Inside, the castle reveals itself to be a warehouse full of cameras, miniature sets, and hundreds of tiny puppets—the guts of Starburns Industries, the stop-motion animation production company founded in 2010 by Stamatopoulos, the executive producer, and his colleagues Dan Harmon, James Fino, and Joe Russo II.
The company was named for Stamatopoulos’ quirkily coiffed character from Harmon’s hit NBC show, Community, where Stamatopoulos also worked as a consulting writer and producer.
Though Community put Stamatopoulos in front of the camera for new audiences, he’s been busting guts behind the scenes for 25 years as an Emmy award-winning comedy sketch writer, and the creator and producer of animated shows Moral Orel and Mary Shelley’s Frankenhole.
“Dino’s sense of humor is dark, black comedy and is absurd and full of rage and pain and love,” said Chris McKay (BA ’91), one of Stamatopoulos’ directors. “The whole world is funny to Dino, even the crying parts.”
Stamatopoulos’ astute writing and generous spirit have earned him many friends and constant collaborators, and whether by coincidence or design, at least 16 of them are fellow Columbia alumni. Actors Jay Johnston (’93) and 30 Rock’s Scott Adsit (’89) and director McKay are part of Stamatopoulos’ inner circle. Stamatopoulos’ Columbia classmates, Broadway theatre director David Cromer (’86) and comedian Andy Dick (’89), have contributed to his shows. Stamatopoulos wrote for Late Night with Conan O’Brien with Conan’s longtime sidekick, Andy Richter (’90), and on the cult-classic sketch comedy, Mr.
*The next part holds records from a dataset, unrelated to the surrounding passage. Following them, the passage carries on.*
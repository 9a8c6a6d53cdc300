//! Description normalizer for mapping keys.
//!
//! Raw title cells carry operation and market prefixes ("1-BOVESPA",
//! "RV LISTADO C FRACIONARIO", ...) and sometimes the quantity/price columns
//! bleeding into the text. Stripping them yields a stable dictionary key such
//! as `Embraer ON NM`. Case and share-class suffixes are preserved.

use once_cell::sync::Lazy;
use regex::{Regex, RegexBuilder};

fn pattern(re: &str) -> Regex {
    RegexBuilder::new(re)
        .case_insensitive(true)
        .build()
        .expect("valid description pattern")
}

static WHITESPACE: Lazy<Regex> = Lazy::new(|| pattern(r"\s+"));

static NUMERIC_PREFIX: Lazy<Regex> = Lazy::new(|| pattern(r"^\s*\d+[\-\s]*"));

/// Operation prefixes, most specific first.
static OPERATION_PREFIXES: Lazy<Vec<Regex>> = Lazy::new(|| {
    [
        r"^NB3\s+RV\s+LISTADO\s+C\s+FRACIONARIO\s+",
        r"^RV\s+LISTADO\s+V\s+VISTA\s+",
        r"^RV\s+LISTADO\s+V\s+FRACIONARIO\s+",
        r"^RV\s+LISTADO\s+C\s+FRACIONARIO\s+",
        r"^C\s+FRACIONARIO\s+",
        r"^C\s+VISTA\s+",
        r"^V\s+FRACIONARIO\s+",
        r"^V\s+VISTA\s+",
        r"^RV\s+LISTADO\s+",
    ]
    .iter()
    .map(|re| pattern(re))
    .collect()
});

static MARKET_TOKEN: Lazy<Regex> = Lazy::new(|| {
    pattern(r"^(?:BOVESPA|B3|FRACIONARIO|FRACIONÁRIO|VISTA|C/V|NEGOCIAÇÃO|NEGOCIACAO|COTACAO)\b[\s\-]*")
});

static STRAY_SYMBOLS: Lazy<Regex> = Lazy::new(|| pattern(r"[@#*|]+"));

static NUMERIC_TAIL: Lazy<Regex> = Lazy::new(|| pattern(r"\s+\d+[\d\s,.\-/]*[A-Za-z]?$"));

static SHARE_CLASS_IN_ROW: Lazy<Regex> = Lazy::new(|| {
    pattern(r"([A-Za-zÀ-ÿ0-9.\-\s]{2,60}?)\s+(ON|PN|PNA|PNB|DR)(?:\s+(NM|N1|N2|N3))?")
});

static SHARE_CLASS_IN_TEXT: Lazy<Regex> = Lazy::new(|| {
    pattern(r"([A-Za-zÀ-ÿ0-9.\- ]{2,60}?)\s+(ON|PN|PNA|PNB|DR)\b(?:\s+NM|\s+N1|\s+N2)?")
});

static LETTER_WORDS: Lazy<Regex> =
    Lazy::new(|| pattern(r"([A-Za-zÀ-ÿ]{3,}(?:\s+[A-Za-zÀ-ÿ]{2,}){0,3})"));

static HAS_LETTER: Lazy<Regex> = Lazy::new(|| pattern(r"[A-Za-zÀ-ÿ]"));

const EDGE_PUNCTUATION: &[char] = &[' ', '\t', '\n', '\r', '\x0b', '\x0c', '-', '.', ',', ';', ':', '(', ')'];

/// Normalize a raw asset description into a mapping key.
///
/// Idempotent: the single pass is repeated until nothing changes, so
/// `normalize_description(normalize_description(x)) == normalize_description(x)`.
pub fn normalize_description(desc: &str) -> String {
    let mut current = desc.to_string();
    loop {
        let next = normalize_pass(&current);
        if next == current {
            return next;
        }
        current = next;
    }
}

fn normalize_pass(desc: &str) -> String {
    let mut s = collapse(desc.trim());

    s = NUMERIC_PREFIX.replace(&s, "").into_owned();

    for prefix in OPERATION_PREFIXES.iter() {
        s = prefix.replace(&s, "").into_owned();
    }

    // stacked tokens such as "BOVESPA VISTA"
    loop {
        let stripped = MARKET_TOKEN.replace(&s, "").into_owned();
        if stripped == s {
            break;
        }
        s = stripped;
    }

    s = STRAY_SYMBOLS.replace_all(&s, "").into_owned();
    s = NUMERIC_TAIL.replace(&s, "").into_owned();

    collapse(s.trim_matches(EDGE_PUNCTUATION))
}

fn collapse(s: &str) -> String {
    WHITESPACE.replace_all(s, " ").into_owned()
}

/// Pull an asset description out of a table row.
///
/// The title column (index 5, "Especificação do título") is used when it
/// holds letters; else the first `<name> ON|PN|PNA|PNB|DR [NM|N1|N2|N3]`
/// phrase in the row; else the first run of letter words longer than three
/// characters.
pub fn description_from_row<S: AsRef<str>>(cells: &[S]) -> Option<String> {
    if let Some(title) = cells.get(5).map(|c| c.as_ref().trim()) {
        if HAS_LETTER.is_match(title) {
            return non_empty(normalize_description(title));
        }
    }

    let row_text = cells
        .iter()
        .map(|c| c.as_ref())
        .collect::<Vec<_>>()
        .join(" ");

    if let Some(caps) = SHARE_CLASS_IN_ROW.captures(&row_text) {
        let company = caps.get(1).map_or("", |m| m.as_str()).trim();
        let class = caps.get(2).map_or("", |m| m.as_str()).to_uppercase();
        let rebuilt = match caps.get(3) {
            Some(segment) => format!("{} {} {}", company, class, segment.as_str().to_uppercase()),
            None => format!("{} {}", company, class),
        };
        return non_empty(normalize_description(&rebuilt));
    }

    let candidate = LETTER_WORDS.captures(&row_text)?.get(1)?.as_str().trim();
    if candidate.chars().count() > 3 {
        return non_empty(normalize_description(candidate));
    }
    None
}

/// Every share-class phrase found in free page text, normalized.
pub fn descriptions_from_text(text: &str) -> Vec<String> {
    SHARE_CLASS_IN_TEXT
        .find_iter(text)
        .map(|m| normalize_description(m.as_str().trim()))
        .filter(|d| !d.is_empty())
        .collect()
}

fn non_empty(s: String) -> Option<String> {
    if s.is_empty() {
        None
    } else {
        Some(s)
    }
}
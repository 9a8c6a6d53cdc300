use clap::{Parser, Subcommand};
use std::path::PathBuf;

pub mod formatters;

use crate::config::Overrides;
use crate::export::OutputFormat;

#[derive(Parser)]
#[command(name = "corretagem")]
#[command(
    version,
    about = "Extract trades from Brazilian brokerage notes (notas de corretagem)"
)]
#[command(
    long_about = "Read B3 brokerage note PDFs (loose, in folders or inside ZIP archives), resolve each traded asset to its ticker and export the trades to CSV, XLSX or JSON. The mapping tools maintain the description→ticker file used by the resolver."
)]
pub struct Cli {
    /// Config file (application.properties or *.toml)
    #[arg(long, global = true, value_name = "PATH")]
    pub config: Option<PathBuf>,

    /// Hide the progress bar
    #[arg(short, long, global = true)]
    pub quiet: bool,

    /// Disable colorized/ANSI output
    #[arg(long = "no-color", global = true)]
    pub no_color: bool,

    #[command(subcommand)]
    pub command: Commands,
}

#[derive(Subcommand, Debug)]
pub enum Commands {
    /// Extract trades from every note under the input and export them
    Extract {
        /// Only process documents whose file name carries this year
        #[arg(short, long)]
        year: Option<i32>,

        /// PDF, ZIP or folder (defaults to the configured input folder)
        #[arg(short, long, value_name = "PATH")]
        input: Option<PathBuf>,

        /// Output format
        #[arg(short, long, value_parser = parse_format, value_name = "csv|xlsx|json")]
        format: Option<OutputFormat>,

        /// Password for protected PDFs
        #[arg(short, long)]
        password: Option<String>,
    },

    /// Maintain the description→ticker mapping files
    Mapping {
        #[command(subcommand)]
        action: MappingCommands,
    },
}

#[derive(Subcommand, Debug)]
pub enum MappingCommands {
    /// List every asset description found in the notes
    Collect {
        #[arg(short, long)]
        year: Option<i32>,

        #[arg(short, long, value_name = "PATH")]
        input: Option<PathBuf>,

        /// Also write the descriptions to this file, one per line
        #[arg(short, long, value_name = "FILE")]
        output: Option<PathBuf>,
    },

    /// Add tickers for new descriptions to the mapping file
    Generate {
        #[arg(short, long)]
        year: Option<i32>,

        #[arg(short, long, value_name = "PATH")]
        input: Option<PathBuf>,

        /// Look companies up in the B3 instruments list
        #[arg(long)]
        online: bool,

        /// Use these descriptions instead of collecting them from the notes
        descriptions: Vec<String>,
    },

    /// Validate mapped tickers against their share class
    Sanitize {
        /// Rewrite the mapping file with the suggested corrections
        #[arg(long)]
        fix: bool,

        /// Write a CSV report next to the mapping file
        #[arg(long)]
        report: bool,

        /// Look companies up in the B3 instruments list
        #[arg(long)]
        online: bool,
    },

    /// Import manually filled entries from the unmapped file
    Review,
}

fn parse_format(value: &str) -> Result<OutputFormat, String> {
    value.parse().map_err(|e: anyhow::Error| e.to_string())
}

impl Commands {
    /// Config values this command overrides.
    pub fn overrides(&self) -> Overrides {
        match self {
            Commands::Extract {
                input,
                format,
                password,
                ..
            } => Overrides {
                password: password.clone(),
                output_format: *format,
                input: input.clone(),
            },
            Commands::Mapping { action } => match action {
                MappingCommands::Collect { input, .. } | MappingCommands::Generate { input, .. } => {
                    Overrides {
                        input: input.clone(),
                        ..Overrides::default()
                    }
                }
                MappingCommands::Sanitize { .. } | MappingCommands::Review => Overrides::default(),
            },
        }
    }
}
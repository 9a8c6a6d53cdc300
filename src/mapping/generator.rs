// Mapping generator - proposes tickers for descriptions not yet mapped
//
// Load, merge, sort, rewrite: existing entries are never overwritten and
// every store is persisted in full, sorted by key.

use anyhow::Result;
use std::collections::BTreeSet;
use tracing::{debug, info};

use super::heuristic::{generate_ticker, parse_asset_name};
use super::{MappingFiles, TickerLookup};
use crate::tickers::mapping::{MAPPING_HEADER, OPTIONS_HEADER, UNMAPPED_HEADER};
use crate::tickers::{is_option_code, TickerMapping};

/// The three stores managed together.
#[derive(Debug, Clone, Default)]
pub struct MappingStores {
    pub mapping: TickerMapping,
    pub options: TickerMapping,
    pub unmapped: TickerMapping,
}

impl MappingStores {
    pub fn load(files: &MappingFiles) -> Result<Self> {
        Ok(Self {
            mapping: TickerMapping::load(&files.mapping)?,
            options: TickerMapping::load(&files.options)?,
            unmapped: TickerMapping::load(&files.unmapped)?,
        })
    }

    pub fn persist(&self, files: &MappingFiles) -> Result<()> {
        self.mapping.persist(&files.mapping, MAPPING_HEADER)?;
        self.options.persist(&files.options, OPTIONS_HEADER)?;
        self.unmapped.persist(&files.unmapped, UNMAPPED_HEADER)?;
        Ok(())
    }
}

/// Counters for one generation run.
#[derive(Debug, Clone, Default, PartialEq, Eq)]
pub struct GenerateSummary {
    pub total: usize,
    pub existing: usize,
    pub from_lookup: usize,
    pub from_heuristic: usize,
    pub options: usize,
    pub unmapped: usize,
}

impl GenerateSummary {
    pub fn added(&self) -> usize {
        self.from_lookup + self.from_heuristic
    }
}

/// Map every unique description into one of the stores.
pub fn generate<I, S>(descriptions: I, stores: &mut MappingStores, lookup: &dyn TickerLookup) -> GenerateSummary
where
    I: IntoIterator<Item = S>,
    S: AsRef<str>,
{
    let unique: BTreeSet<String> = descriptions
        .into_iter()
        .map(|d| d.as_ref().trim().to_string())
        .filter(|d| !d.is_empty())
        .collect();

    let mut summary = GenerateSummary {
        total: unique.len(),
        ..Default::default()
    };

    for description in unique {
        if stores.mapping.contains(&description) {
            summary.existing += 1;
            stores.unmapped.remove(&description);
            continue;
        }

        if is_option_code(&description.to_uppercase()) {
            debug!("Option contract {}", description);
            stores.options.insert(description.clone(), description.to_uppercase());
            summary.options += 1;
            continue;
        }

        let asset = parse_asset_name(&description);
        if let Some(ticker) = lookup.lookup(&asset.company, asset.suffix_digit) {
            debug!("{} -> {} (lookup)", description, ticker);
            stores.unmapped.remove(&description);
            stores.mapping.insert(description, ticker);
            summary.from_lookup += 1;
            continue;
        }

        match generate_ticker(&asset.company, asset.share_class, asset.suffix_digit) {
            Some(ticker) => {
                debug!("{} -> {} (heuristic)", description, ticker);
                stores.unmapped.remove(&description);
                stores.mapping.insert(description, ticker);
                summary.from_heuristic += 1;
            }
            None => {
                debug!("{} left for manual review", description);
                stores.unmapped.insert(description, String::new());
                summary.unmapped += 1;
            }
        }
    }

    info!(
        "Mapping generation: {} description(s), {} existing, {} new, {} option(s), {} unmapped",
        summary.total,
        summary.existing,
        summary.added(),
        summary.options,
        summary.unmapped
    );
    summary
}
//! B3 ticker symbols: patterns, the De-Para table, the description mapping
//! store, the resolver and the optional B3 instrument registry.

use once_cell::sync::Lazy;
use regex::Regex;

pub mod mapping;
pub mod registry;
pub mod resolver;

pub use mapping::TickerMapping;
pub use resolver::{MatchStrategy, Resolution, Source, TickerResolver};

/// Hardcoded De-Para: description → ticker, consulted before the config
/// mapping on exact terms and never merged into it.
pub const DE_PARA_TICKERS: &[(&str, &str)] = &[
    ("PORTOSEGURO", "PSSA3"),
    ("PETROBRAS", "PETR3"),
    ("COPEL ON ED N1", "CPLE3"),
    ("NEOENERGIA ON NM", "NEOE3"),
    ("VALE ON", "VALE3"),
];

static DIRECT_TICKER: Lazy<Regex> =
    Lazy::new(|| Regex::new(r"[A-Z]{4}\d{2}").expect("valid direct ticker pattern"));

static OPTION_CODE: Lazy<Regex> =
    Lazy::new(|| Regex::new(r"^[A-Z0-9]{4}[A-X]\d{3}E?$").expect("valid option code pattern"));

/// Small priority table consulted by the resolver before the config mapping.
///
/// Defaults to [`DE_PARA_TICKERS`]; other seed tables can be injected.
#[derive(Debug, Clone)]
pub struct FallbackTable {
    entries: Vec<(String, String)>,
}

impl FallbackTable {
    pub fn from_pairs<K, V, I>(pairs: I) -> Self
    where
        K: Into<String>,
        V: Into<String>,
        I: IntoIterator<Item = (K, V)>,
    {
        Self {
            entries: pairs
                .into_iter()
                .map(|(k, v)| (k.into(), v.into()))
                .collect(),
        }
    }

    pub fn empty() -> Self {
        Self { entries: Vec::new() }
    }

    pub fn iter(&self) -> impl Iterator<Item = (&str, &str)> {
        self.entries.iter().map(|(k, v)| (k.as_str(), v.as_str()))
    }

    pub fn len(&self) -> usize {
        self.entries.len()
    }

    pub fn is_empty(&self) -> bool {
        self.entries.is_empty()
    }
}

impl Default for FallbackTable {
    fn default() -> Self {
        Self::from_pairs(DE_PARA_TICKERS.iter().copied())
    }
}

/// First `AAAA99`-shaped symbol inside the text, if any.
pub fn find_direct_ticker(text: &str) -> Option<&str> {
    DIRECT_TICKER.find(text).map(|m| m.as_str())
}

/// True for B3 option-contract codes such as `ABEVA135` or `BBASK344E`.
pub fn is_option_code(code: &str) -> bool {
    OPTION_CODE.is_match(code.trim())
}

#[cfg(test)]
mod tests {
    use super::*;

    #[test]
    fn direct_ticker_needs_four_letters_and_two_digits() {
        assert_eq!(find_direct_ticker("FII HGLG11 CI"), Some("HGLG11"));
        assert_eq!(find_direct_ticker("BOVA11"), Some("BOVA11"));
        assert_eq!(find_direct_ticker("PETR4"), None);
        assert_eq!(find_direct_ticker("petr44"), None);
    }

    #[test]
    fn option_codes_are_detected() {
        assert!(is_option_code("ABEVA135"));
        assert!(is_option_code("B3SAB725"));
        assert!(is_option_code("BBASK344E"));
        assert!(!is_option_code("PETR4"));
        assert!(!is_option_code("EMBRAER ON NM"));
        assert!(!is_option_code("HGLG11"));
    }

    #[test]
    fn default_fallback_table_is_de_para() {
        let table = FallbackTable::default();
        assert_eq!(table.len(), DE_PARA_TICKERS.len());
        assert!(table.iter().any(|(k, v)| k == "VALE ON" && v == "VALE3"));
        assert!(FallbackTable::empty().is_empty());
    }
}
Show, with its creator, Bob Odenkirk (’87).
Columbia has been a fruitful source of connections for Stamatopoulos throughout a career that took him from the Chicago suburbs, to New York TV studios, to a castle in L.A.
The Columbia College Years
The Norridge-raised Stamatopoulos became interested in comedy when he was young, finding inspiration in the work of Monty Python, Woody Allen, Albert Brooks, David Letterman, and Chicago shock jock Steve Dahl.
“Before that, the Scarecrow and the Lion from the Wizard of Oz were definitely seminal,” joked Stamatopoulos.
It was Stamatopoulos’ father who suggested he attend Columbia.
“I had a definite leaning towards the arts, and he brought the college to my attention,” said Stamatopoulos. “I was so excited to go that I actually fantasized about dropping out [of high school] and going early, taking my GED. But my dad wanted me to finish and graduate like everyone else.”
When he finally arrived at Columbia in 1983 to study theatre, Stamatopoulos met one of his guiding lights, comedy studies professor Norm Holly. Holly became his “comedy mentor,” teaching him the value of rewriting.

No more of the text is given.